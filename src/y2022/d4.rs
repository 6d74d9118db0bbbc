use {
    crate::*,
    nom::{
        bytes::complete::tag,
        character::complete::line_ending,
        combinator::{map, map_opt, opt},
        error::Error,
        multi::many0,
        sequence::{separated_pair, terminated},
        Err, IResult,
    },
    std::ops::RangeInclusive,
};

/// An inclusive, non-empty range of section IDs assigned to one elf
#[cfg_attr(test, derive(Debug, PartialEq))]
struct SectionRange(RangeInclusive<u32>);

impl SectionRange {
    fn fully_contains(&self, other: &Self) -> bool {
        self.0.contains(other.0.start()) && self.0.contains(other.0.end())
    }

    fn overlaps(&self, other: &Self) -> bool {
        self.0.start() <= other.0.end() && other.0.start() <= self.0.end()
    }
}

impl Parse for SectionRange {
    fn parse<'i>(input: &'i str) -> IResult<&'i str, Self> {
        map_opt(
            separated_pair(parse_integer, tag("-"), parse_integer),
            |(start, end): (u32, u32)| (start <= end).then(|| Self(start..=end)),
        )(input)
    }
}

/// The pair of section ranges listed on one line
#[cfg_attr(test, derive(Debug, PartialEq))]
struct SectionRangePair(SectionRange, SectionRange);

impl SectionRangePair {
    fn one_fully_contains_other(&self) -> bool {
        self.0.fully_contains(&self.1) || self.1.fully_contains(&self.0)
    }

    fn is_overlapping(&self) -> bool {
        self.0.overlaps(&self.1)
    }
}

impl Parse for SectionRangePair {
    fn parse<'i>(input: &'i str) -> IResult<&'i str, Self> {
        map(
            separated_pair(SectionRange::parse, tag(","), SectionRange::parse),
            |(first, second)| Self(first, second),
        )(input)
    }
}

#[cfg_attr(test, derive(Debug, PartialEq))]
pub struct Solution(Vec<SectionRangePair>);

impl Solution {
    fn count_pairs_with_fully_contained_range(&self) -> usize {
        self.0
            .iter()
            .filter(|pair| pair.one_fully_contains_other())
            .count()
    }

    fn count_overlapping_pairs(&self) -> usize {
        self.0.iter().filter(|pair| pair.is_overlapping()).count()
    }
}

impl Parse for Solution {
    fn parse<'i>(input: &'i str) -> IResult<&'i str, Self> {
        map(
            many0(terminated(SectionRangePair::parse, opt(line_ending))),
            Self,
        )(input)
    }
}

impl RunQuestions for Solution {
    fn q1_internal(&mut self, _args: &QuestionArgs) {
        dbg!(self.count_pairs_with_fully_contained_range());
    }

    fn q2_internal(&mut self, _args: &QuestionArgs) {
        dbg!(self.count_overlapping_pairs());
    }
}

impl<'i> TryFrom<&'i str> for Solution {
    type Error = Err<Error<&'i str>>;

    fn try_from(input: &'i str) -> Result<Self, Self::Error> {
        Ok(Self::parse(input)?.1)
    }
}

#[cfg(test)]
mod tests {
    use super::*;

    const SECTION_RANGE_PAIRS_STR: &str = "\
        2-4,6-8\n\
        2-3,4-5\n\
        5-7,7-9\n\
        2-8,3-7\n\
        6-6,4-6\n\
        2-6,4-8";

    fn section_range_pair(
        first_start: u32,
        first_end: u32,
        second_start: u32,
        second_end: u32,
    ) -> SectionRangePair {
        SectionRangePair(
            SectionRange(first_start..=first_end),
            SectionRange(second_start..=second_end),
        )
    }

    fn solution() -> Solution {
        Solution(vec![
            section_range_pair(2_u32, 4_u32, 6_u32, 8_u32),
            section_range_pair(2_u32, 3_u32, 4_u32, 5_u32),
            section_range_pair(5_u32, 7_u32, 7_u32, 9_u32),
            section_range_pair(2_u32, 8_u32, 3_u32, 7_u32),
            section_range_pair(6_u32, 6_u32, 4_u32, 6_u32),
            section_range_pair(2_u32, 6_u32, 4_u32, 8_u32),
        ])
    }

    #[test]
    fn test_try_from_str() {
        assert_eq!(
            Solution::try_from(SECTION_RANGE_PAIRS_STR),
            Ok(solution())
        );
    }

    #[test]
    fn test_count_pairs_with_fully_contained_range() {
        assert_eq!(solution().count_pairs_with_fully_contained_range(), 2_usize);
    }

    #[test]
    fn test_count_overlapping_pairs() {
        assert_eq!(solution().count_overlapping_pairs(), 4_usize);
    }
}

-.-.-

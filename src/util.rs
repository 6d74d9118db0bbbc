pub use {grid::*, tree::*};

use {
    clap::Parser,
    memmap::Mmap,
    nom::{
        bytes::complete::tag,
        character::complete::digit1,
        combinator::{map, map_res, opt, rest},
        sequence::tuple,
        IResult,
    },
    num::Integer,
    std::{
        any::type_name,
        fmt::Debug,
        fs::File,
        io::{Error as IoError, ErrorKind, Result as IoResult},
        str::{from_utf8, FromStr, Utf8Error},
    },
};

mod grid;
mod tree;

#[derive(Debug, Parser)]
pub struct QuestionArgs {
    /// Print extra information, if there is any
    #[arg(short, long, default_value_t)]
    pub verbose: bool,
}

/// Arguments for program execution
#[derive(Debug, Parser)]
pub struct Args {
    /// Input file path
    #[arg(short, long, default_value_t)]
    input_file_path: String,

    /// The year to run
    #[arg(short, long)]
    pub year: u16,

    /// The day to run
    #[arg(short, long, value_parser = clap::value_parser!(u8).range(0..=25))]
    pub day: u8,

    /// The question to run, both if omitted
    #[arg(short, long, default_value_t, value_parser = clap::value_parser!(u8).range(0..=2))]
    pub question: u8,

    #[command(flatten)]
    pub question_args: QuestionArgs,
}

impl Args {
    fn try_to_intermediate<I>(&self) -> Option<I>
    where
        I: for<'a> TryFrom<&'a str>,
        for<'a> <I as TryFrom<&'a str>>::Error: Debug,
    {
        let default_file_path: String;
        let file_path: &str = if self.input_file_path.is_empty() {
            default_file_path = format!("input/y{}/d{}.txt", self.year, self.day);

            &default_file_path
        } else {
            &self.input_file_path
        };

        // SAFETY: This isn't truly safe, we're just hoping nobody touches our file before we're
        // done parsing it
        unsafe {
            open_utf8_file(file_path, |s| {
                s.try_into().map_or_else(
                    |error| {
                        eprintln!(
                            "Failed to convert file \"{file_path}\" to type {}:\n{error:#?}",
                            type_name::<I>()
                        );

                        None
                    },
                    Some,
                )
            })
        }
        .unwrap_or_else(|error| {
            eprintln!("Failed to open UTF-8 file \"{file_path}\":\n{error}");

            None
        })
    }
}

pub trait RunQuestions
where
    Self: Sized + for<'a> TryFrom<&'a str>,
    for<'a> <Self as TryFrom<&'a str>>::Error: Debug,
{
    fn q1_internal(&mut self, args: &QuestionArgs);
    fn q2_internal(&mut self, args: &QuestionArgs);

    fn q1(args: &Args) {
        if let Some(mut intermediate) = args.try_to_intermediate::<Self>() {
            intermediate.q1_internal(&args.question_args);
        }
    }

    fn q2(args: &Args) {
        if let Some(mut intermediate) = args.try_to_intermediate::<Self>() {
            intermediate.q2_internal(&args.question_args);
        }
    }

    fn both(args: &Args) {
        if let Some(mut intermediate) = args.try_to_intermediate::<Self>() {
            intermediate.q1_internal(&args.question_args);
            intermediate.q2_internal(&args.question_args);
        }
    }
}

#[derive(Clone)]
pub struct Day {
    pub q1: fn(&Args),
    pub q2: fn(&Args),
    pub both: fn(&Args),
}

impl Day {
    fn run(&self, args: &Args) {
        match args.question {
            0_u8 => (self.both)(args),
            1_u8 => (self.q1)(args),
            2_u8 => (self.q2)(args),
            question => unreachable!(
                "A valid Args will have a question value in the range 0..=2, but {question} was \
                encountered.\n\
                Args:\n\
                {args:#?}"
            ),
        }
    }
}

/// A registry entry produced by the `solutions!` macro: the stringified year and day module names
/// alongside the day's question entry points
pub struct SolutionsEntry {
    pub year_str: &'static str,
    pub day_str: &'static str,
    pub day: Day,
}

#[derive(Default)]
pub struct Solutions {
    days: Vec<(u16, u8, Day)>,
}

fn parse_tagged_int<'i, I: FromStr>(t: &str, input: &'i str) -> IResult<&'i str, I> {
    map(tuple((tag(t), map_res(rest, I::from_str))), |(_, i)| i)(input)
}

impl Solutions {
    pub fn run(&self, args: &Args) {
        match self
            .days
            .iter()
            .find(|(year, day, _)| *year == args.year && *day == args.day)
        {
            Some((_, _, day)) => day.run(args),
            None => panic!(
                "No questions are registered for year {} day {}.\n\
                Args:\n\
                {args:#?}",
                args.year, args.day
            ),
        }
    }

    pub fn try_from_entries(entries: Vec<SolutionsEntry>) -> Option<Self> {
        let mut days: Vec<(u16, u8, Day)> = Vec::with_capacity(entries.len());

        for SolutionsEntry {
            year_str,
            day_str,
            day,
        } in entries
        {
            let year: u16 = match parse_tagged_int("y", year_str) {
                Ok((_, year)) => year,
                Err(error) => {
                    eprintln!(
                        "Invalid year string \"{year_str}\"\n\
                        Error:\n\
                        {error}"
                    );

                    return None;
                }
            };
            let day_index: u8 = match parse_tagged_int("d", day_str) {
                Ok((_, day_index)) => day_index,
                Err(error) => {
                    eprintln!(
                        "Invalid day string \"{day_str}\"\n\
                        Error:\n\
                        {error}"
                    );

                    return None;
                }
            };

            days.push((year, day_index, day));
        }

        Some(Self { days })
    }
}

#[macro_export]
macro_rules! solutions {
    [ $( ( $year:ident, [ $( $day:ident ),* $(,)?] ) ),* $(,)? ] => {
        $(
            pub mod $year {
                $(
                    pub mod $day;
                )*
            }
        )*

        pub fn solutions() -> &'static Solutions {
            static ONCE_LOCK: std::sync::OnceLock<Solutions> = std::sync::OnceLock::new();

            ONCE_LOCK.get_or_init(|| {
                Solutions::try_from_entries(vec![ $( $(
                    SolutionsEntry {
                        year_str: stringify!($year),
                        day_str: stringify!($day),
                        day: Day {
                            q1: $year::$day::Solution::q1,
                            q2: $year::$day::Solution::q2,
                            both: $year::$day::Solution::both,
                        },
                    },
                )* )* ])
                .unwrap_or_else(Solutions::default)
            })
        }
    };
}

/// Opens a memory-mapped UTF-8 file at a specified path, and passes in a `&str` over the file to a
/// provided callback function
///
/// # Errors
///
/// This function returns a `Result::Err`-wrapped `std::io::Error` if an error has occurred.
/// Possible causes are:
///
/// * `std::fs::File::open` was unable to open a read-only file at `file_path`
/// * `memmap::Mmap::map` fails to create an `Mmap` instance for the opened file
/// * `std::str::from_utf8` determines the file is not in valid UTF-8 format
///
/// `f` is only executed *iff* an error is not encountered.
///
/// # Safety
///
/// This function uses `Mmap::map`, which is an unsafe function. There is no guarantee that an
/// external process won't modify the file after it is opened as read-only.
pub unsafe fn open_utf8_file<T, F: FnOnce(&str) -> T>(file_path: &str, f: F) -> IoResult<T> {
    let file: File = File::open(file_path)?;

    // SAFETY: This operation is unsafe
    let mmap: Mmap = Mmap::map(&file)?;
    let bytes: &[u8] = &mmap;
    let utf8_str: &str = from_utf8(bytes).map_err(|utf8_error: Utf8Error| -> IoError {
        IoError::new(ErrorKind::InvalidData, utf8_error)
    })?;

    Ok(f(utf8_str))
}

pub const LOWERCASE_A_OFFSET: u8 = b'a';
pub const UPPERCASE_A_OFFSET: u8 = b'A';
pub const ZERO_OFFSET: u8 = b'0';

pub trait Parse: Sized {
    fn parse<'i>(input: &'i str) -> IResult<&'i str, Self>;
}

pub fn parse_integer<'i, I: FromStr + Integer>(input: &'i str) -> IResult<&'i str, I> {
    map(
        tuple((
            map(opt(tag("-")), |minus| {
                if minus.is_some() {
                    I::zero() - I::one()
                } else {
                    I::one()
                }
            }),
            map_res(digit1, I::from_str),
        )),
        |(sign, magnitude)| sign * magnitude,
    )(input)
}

-.-.-

• _What the task asks_
Look through the material above and print exactly the lines from the one containing "filename src/y2022/d4.rs" to the one containing "fn one_fully_contains_other(&self) ->", both included, and nothing more.

• _Exercise response_
filename src/y2022/d4.rs
repository 6d74d9118db0bbbc
use {
    crate::*,
    nom::{
        bytes::complete::tag,
        character::complete::line_ending,
        combinator::{map, map_opt, opt},
        error::Error,
        multi::many0,
        sequence::{separated_pair, terminated},
        Err, IResult,
    },
    std::ops::RangeInclusive,
};

/// An inclusive, non-empty range of section IDs assigned to one elf
#[cfg_attr(test, derive(Debug, PartialEq))]
struct SectionRange(RangeInclusive<u32>);

impl SectionRange {
    fn fully_contains(&self, other: &Self) -> bool {
        self.0.contains(other.0.start()) && self.0.contains(other.0.end())
    }

    fn overlaps(&self, other: &Self) -> bool {
        self.0.start() <= other.0.end() && other.0.start() <= self.0.end()
    }
}

impl Parse for SectionRange {
    fn parse<'i>(input: &'i str) -> IResult<&'i str, Self> {
        map_opt(
            separated_pair(parse_integer, tag("-"), parse_integer),
            |(start, end): (u32, u32)| (start <= end).then(|| Self(start..=end)),
        )(input)
    }
}

/// The pair of section ranges listed on one line
#[cfg_attr(test, derive(Debug, PartialEq))]
struct SectionRangePair(SectionRange, SectionRange);

impl SectionRangePair {
    fn one_fully_contains_other(&self) -> bool {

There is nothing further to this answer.